§ **Your goal**
Among the lines of the data below, count those that hold the word "validator". Answer with the number alone.

§ **Data for review**
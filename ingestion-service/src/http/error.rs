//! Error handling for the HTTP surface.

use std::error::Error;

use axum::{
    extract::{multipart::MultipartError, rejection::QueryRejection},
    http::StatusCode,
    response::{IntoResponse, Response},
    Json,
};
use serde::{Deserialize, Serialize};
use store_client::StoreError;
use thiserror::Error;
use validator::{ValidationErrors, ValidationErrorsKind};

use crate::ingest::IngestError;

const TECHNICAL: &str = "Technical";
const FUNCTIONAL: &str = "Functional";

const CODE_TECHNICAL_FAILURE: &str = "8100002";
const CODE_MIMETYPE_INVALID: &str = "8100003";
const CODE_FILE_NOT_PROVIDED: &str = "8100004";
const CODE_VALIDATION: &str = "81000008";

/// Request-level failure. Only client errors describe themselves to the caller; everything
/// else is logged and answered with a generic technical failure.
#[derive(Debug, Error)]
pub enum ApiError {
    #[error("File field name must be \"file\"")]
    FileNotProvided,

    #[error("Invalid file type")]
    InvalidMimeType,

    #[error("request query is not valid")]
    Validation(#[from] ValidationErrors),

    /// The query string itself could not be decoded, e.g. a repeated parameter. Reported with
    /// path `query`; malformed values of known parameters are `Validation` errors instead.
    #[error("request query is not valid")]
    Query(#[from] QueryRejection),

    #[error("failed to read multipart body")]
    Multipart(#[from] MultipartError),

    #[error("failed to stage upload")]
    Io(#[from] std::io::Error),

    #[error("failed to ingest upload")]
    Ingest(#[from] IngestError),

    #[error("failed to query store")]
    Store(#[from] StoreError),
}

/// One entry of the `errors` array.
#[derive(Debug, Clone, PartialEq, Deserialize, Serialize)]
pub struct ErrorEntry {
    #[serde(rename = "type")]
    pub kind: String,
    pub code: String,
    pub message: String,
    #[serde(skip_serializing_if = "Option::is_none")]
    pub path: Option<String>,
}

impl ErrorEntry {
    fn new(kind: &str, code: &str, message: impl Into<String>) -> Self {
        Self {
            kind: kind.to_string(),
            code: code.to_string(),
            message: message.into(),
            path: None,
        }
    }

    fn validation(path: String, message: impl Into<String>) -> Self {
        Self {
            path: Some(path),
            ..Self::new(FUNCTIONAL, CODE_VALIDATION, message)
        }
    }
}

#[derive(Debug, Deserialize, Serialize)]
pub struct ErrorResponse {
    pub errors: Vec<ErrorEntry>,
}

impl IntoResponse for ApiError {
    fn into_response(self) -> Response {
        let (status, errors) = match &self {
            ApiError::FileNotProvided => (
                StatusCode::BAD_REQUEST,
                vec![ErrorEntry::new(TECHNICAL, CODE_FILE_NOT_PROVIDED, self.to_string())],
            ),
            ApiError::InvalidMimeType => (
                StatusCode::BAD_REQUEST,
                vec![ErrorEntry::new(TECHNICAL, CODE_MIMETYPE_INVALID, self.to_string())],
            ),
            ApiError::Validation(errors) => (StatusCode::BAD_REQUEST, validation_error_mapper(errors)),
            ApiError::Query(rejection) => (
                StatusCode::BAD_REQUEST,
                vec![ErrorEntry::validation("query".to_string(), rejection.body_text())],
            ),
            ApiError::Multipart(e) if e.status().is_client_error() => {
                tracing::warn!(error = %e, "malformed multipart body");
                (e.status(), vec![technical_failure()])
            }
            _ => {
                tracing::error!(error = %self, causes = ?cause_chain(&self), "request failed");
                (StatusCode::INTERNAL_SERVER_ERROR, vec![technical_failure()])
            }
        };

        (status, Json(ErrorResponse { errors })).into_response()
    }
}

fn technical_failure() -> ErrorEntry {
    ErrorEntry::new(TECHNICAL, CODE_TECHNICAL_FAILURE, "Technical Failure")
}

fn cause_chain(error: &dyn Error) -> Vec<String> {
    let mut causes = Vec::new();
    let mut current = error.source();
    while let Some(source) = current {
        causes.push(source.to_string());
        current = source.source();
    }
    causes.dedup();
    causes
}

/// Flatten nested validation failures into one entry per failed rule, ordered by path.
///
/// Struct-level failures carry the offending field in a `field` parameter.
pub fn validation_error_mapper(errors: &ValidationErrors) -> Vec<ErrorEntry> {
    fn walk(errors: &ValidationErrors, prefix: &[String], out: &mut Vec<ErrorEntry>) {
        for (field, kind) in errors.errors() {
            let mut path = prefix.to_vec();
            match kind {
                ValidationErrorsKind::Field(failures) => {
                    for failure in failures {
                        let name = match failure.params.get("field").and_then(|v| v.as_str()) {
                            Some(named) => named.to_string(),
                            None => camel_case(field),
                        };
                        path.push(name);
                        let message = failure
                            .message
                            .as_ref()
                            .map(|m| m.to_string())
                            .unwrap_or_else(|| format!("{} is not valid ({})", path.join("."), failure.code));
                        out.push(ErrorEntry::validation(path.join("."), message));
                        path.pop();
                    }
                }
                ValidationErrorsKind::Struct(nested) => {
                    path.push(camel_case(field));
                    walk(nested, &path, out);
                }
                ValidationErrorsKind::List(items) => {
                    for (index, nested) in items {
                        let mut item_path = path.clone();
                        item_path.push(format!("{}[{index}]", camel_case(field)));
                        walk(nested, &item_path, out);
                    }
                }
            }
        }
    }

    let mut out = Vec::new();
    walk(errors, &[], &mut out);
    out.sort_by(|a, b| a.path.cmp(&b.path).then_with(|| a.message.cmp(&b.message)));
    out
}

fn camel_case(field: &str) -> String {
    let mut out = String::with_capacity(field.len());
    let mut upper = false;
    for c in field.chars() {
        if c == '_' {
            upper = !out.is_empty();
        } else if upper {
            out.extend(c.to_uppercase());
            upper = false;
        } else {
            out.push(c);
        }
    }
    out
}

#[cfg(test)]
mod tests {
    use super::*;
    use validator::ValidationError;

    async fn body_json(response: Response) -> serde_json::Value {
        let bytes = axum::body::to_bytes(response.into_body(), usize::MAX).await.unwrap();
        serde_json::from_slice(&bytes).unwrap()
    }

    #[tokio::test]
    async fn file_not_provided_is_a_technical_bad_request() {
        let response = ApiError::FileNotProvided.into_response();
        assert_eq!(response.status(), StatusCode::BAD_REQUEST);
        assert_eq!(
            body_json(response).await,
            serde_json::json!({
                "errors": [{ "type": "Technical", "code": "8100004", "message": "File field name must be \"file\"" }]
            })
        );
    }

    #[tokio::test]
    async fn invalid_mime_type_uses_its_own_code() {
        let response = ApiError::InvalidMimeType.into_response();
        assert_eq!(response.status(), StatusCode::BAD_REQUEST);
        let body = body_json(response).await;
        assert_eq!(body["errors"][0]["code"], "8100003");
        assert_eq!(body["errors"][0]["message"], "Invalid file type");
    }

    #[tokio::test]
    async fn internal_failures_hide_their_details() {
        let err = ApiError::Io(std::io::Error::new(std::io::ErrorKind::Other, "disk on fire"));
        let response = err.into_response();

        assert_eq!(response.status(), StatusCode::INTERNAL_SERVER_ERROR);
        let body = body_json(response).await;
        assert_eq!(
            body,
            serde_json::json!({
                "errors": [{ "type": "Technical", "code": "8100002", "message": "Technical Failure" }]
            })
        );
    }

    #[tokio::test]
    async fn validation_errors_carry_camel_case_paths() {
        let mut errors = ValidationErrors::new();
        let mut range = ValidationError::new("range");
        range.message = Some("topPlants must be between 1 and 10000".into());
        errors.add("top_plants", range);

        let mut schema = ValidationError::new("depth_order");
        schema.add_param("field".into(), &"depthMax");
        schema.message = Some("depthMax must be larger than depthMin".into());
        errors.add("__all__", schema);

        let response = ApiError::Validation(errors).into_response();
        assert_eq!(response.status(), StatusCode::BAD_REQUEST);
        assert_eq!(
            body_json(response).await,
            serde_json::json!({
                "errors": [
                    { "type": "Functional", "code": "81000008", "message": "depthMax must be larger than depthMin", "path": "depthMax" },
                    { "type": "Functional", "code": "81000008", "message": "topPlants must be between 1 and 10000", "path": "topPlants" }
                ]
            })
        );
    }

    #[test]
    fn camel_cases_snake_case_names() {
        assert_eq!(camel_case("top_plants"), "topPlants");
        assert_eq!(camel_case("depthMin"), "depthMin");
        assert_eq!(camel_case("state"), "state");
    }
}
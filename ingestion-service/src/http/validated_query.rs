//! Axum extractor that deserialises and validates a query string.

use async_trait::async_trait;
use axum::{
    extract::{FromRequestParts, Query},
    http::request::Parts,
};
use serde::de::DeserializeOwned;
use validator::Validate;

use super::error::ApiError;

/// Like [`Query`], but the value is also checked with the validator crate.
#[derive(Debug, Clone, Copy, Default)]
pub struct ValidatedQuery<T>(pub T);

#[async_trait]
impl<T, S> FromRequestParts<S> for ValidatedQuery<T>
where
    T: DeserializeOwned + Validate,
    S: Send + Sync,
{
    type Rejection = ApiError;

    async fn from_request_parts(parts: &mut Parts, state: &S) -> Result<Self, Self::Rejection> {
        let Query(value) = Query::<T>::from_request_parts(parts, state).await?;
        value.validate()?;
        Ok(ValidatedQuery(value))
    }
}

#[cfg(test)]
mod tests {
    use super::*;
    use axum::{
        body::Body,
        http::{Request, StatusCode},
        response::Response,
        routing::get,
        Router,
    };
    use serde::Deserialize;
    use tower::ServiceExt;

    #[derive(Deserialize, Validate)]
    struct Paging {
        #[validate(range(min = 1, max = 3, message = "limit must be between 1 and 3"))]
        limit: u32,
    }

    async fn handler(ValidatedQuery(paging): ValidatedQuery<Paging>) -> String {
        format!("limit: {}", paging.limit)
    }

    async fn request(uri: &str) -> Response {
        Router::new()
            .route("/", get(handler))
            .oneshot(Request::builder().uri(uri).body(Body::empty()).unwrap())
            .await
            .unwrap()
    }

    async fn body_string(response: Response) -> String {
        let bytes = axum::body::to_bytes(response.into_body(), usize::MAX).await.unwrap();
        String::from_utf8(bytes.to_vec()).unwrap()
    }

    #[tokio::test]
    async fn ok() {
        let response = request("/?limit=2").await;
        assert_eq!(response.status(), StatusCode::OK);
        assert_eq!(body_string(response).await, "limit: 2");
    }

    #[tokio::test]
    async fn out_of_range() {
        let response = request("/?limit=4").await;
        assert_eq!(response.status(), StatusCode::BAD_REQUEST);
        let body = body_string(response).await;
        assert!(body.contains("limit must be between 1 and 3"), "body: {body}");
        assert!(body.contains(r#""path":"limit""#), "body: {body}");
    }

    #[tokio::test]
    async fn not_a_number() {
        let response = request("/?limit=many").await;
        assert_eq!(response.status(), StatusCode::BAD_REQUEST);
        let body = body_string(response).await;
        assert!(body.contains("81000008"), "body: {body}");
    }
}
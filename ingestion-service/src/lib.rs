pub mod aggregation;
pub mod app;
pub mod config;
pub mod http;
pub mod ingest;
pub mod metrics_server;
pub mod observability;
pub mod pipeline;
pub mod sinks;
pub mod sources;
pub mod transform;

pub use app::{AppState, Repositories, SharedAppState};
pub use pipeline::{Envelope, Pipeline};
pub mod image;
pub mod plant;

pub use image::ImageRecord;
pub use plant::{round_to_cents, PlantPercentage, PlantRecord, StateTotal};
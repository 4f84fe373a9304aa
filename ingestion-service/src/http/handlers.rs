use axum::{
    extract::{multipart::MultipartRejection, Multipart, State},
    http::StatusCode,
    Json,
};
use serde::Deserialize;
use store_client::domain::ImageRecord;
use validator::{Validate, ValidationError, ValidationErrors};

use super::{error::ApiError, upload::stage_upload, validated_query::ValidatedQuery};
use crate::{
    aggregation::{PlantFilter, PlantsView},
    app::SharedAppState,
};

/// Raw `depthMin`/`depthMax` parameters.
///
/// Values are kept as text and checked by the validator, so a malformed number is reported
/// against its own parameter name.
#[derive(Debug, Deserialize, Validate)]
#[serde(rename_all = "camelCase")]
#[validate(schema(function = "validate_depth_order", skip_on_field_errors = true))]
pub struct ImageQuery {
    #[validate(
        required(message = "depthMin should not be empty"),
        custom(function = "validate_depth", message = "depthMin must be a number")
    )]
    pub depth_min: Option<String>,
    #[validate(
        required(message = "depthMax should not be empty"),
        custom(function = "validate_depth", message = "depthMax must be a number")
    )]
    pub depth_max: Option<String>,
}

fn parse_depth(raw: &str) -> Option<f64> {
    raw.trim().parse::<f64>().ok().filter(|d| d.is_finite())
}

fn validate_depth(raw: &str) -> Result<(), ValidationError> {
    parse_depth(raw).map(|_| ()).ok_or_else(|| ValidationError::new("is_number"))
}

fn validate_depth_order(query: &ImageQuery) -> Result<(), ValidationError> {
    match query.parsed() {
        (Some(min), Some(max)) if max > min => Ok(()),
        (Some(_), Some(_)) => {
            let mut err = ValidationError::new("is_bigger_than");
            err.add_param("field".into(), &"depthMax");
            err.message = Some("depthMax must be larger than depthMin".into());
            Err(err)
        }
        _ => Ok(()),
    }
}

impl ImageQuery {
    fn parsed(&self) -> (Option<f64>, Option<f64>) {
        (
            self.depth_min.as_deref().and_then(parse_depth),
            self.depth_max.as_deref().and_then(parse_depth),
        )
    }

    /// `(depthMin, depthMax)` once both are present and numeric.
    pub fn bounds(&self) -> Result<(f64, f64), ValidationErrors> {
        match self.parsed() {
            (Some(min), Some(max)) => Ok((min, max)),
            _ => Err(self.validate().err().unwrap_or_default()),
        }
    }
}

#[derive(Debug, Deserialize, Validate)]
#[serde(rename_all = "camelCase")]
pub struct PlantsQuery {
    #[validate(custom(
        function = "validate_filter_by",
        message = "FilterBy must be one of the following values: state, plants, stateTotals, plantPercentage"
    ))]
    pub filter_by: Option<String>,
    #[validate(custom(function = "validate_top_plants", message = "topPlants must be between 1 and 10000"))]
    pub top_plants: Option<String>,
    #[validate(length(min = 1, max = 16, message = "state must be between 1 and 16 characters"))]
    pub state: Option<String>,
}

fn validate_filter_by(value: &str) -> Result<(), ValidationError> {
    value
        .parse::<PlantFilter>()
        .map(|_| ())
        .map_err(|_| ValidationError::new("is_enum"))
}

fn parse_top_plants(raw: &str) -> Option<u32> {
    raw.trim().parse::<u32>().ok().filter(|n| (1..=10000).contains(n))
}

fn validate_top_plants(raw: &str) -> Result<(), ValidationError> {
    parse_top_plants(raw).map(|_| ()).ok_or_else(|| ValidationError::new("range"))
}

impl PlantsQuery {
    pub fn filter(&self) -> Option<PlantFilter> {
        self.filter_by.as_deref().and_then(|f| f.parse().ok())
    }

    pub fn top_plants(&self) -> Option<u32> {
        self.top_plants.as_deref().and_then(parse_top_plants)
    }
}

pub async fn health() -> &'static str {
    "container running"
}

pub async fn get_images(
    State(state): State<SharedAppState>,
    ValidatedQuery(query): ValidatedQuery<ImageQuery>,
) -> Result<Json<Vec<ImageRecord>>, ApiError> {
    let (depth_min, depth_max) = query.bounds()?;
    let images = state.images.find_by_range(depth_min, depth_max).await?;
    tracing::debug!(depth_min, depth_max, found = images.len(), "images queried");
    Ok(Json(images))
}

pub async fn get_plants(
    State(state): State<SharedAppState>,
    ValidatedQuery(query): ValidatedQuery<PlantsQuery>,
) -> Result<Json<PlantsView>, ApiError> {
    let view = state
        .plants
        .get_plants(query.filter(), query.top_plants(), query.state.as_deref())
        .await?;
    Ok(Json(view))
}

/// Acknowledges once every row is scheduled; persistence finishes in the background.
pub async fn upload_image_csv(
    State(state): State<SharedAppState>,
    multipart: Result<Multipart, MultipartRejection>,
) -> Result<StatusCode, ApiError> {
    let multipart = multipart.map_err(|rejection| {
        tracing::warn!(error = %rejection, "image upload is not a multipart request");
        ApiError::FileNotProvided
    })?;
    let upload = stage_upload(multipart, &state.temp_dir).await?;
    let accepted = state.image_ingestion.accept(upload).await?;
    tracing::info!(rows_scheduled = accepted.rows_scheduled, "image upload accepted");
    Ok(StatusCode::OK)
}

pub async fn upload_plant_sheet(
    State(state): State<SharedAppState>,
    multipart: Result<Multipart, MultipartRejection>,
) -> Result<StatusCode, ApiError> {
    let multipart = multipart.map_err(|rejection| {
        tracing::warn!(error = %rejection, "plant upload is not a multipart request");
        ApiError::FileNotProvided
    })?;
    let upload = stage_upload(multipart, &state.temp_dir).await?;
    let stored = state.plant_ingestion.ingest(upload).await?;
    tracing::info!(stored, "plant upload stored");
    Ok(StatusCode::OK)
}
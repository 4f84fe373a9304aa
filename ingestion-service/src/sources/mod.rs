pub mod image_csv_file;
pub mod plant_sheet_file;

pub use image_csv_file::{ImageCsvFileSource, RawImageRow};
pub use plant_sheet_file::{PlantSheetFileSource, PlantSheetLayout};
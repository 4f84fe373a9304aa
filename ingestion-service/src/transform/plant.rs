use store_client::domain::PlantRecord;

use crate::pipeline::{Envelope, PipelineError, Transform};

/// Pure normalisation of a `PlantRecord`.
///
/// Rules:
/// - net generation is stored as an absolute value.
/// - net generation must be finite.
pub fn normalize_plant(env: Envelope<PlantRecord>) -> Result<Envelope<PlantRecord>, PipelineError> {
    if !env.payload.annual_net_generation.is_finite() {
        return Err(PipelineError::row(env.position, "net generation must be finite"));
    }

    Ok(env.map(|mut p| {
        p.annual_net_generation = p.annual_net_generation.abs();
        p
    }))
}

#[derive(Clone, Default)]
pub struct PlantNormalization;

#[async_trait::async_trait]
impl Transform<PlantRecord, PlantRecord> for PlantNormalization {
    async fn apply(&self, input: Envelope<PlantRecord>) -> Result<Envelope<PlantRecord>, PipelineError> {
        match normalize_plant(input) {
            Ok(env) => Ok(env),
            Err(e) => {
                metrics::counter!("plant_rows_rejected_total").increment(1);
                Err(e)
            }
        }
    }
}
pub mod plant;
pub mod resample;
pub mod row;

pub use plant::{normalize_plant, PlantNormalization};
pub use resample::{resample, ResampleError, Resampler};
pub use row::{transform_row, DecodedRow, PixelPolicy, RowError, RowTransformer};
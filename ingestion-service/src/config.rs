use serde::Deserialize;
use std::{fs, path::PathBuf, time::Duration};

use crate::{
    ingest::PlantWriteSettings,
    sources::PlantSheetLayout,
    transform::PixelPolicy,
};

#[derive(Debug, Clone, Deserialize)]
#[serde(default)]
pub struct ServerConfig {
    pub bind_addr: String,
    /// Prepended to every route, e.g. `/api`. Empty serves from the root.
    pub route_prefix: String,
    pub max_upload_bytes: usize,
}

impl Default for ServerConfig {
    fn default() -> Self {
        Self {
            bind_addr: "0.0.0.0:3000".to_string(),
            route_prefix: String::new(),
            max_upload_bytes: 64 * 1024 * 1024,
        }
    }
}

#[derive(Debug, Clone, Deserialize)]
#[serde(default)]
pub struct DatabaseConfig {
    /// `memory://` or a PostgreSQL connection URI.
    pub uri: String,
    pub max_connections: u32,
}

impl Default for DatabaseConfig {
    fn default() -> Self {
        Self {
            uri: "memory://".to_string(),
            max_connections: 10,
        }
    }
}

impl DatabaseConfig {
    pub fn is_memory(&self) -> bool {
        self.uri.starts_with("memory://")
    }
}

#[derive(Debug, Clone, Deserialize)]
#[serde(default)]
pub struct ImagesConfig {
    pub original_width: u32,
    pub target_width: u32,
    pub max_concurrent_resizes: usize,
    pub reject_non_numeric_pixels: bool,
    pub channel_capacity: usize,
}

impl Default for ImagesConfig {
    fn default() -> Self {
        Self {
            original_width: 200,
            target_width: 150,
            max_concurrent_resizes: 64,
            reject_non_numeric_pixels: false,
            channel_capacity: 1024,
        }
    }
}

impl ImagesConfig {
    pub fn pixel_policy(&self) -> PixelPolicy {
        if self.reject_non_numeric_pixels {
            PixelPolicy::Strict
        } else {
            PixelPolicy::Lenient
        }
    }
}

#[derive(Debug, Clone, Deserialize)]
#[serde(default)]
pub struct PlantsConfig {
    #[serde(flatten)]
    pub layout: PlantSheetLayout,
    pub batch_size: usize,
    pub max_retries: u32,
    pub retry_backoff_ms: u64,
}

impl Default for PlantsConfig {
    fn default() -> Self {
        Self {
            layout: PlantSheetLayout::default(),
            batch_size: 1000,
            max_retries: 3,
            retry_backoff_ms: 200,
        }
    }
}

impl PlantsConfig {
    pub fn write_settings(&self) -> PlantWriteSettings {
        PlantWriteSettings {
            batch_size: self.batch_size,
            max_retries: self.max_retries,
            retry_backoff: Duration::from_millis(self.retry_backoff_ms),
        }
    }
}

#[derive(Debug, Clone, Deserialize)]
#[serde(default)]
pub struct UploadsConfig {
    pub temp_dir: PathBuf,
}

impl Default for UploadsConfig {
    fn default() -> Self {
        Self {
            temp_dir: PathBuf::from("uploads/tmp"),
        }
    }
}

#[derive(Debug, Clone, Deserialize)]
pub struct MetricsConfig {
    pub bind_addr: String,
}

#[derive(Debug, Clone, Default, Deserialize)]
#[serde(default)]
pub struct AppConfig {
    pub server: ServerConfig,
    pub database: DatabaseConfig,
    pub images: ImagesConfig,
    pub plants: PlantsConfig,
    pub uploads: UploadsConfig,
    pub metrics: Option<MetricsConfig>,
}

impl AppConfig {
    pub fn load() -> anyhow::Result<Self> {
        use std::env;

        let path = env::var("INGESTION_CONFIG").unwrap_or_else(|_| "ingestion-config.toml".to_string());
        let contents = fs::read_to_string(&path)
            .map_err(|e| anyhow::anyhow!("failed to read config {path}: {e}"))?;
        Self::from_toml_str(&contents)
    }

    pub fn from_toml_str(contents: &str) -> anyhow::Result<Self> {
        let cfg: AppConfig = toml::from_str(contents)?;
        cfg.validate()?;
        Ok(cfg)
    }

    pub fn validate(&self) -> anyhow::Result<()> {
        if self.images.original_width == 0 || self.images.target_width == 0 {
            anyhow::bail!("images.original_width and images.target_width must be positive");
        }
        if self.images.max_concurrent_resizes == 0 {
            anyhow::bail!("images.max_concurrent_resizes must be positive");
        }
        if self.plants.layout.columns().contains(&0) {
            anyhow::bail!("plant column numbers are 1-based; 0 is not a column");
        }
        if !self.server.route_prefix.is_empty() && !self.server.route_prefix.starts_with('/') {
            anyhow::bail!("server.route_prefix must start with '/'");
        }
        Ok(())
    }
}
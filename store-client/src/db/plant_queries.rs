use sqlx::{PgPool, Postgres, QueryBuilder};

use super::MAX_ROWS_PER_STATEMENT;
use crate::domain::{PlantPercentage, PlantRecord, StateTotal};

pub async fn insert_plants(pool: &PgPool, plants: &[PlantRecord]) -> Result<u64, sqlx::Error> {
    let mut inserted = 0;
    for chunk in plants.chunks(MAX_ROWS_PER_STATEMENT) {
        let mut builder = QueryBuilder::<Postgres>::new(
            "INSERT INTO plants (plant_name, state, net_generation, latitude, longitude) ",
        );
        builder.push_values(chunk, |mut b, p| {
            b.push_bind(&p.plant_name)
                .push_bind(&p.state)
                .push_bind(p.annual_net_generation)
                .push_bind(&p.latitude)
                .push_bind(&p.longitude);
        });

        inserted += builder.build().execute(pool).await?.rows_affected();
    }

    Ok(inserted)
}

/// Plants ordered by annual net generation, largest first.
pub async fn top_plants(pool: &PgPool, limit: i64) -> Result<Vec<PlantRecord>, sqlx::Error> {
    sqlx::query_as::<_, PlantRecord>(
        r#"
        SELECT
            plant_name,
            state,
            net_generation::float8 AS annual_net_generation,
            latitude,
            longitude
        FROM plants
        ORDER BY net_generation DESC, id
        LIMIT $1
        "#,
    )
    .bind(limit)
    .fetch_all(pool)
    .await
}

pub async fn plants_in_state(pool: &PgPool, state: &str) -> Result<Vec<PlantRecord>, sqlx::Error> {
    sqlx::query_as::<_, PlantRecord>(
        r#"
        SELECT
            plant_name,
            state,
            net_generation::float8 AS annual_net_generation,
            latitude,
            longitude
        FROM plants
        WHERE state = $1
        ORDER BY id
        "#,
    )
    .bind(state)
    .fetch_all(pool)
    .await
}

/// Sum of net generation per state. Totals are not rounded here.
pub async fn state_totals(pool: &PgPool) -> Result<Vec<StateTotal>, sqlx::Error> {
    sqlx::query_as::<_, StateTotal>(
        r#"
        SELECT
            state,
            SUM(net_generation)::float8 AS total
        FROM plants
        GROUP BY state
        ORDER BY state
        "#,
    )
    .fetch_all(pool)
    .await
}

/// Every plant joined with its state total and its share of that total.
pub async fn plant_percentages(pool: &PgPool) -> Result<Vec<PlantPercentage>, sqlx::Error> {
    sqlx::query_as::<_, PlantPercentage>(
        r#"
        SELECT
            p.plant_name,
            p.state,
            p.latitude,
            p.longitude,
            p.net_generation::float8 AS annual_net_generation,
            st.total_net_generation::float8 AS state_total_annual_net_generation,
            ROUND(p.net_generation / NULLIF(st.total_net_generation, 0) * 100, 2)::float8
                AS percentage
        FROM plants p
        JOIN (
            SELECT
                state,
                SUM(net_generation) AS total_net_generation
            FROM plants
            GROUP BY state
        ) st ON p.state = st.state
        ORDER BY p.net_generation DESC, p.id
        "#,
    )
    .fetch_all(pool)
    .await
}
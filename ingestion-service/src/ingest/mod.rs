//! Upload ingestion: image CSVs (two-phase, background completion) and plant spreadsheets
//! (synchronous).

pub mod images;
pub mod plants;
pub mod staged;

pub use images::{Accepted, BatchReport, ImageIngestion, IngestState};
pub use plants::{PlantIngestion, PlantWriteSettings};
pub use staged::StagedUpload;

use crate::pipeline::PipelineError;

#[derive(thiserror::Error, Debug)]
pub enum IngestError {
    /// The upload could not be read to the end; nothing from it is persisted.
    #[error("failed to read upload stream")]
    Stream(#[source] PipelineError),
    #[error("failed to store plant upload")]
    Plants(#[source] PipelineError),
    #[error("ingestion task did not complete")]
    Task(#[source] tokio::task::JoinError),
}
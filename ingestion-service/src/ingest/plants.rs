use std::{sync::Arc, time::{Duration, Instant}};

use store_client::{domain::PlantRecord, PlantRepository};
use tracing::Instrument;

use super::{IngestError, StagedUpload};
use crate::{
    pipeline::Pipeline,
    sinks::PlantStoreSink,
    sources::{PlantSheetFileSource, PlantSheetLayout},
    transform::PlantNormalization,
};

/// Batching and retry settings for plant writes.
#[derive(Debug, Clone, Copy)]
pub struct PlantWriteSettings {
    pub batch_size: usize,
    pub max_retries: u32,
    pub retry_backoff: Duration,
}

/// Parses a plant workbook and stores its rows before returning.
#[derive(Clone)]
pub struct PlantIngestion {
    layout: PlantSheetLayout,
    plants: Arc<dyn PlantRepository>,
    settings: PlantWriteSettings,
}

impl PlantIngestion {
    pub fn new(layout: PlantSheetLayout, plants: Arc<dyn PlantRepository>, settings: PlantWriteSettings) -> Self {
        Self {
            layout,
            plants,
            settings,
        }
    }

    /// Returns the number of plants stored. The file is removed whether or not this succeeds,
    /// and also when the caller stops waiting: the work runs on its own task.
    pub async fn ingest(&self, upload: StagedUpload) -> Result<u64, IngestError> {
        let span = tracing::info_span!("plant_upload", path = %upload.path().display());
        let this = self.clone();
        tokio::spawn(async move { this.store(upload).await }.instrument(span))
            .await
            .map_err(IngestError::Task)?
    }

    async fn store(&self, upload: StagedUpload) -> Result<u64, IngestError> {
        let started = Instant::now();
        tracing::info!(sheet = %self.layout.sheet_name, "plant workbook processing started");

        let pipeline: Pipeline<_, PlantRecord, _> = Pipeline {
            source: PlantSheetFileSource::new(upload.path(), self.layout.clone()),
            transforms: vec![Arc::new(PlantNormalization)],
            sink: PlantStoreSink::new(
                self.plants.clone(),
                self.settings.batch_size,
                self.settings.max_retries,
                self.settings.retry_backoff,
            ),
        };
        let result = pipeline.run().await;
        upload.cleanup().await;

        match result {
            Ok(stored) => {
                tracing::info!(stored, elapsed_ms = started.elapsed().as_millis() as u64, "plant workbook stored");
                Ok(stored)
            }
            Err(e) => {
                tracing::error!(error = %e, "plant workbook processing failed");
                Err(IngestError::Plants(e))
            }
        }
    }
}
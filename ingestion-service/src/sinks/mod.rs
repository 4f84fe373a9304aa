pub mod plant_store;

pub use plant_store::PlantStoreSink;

§ **Solution for this problem**
6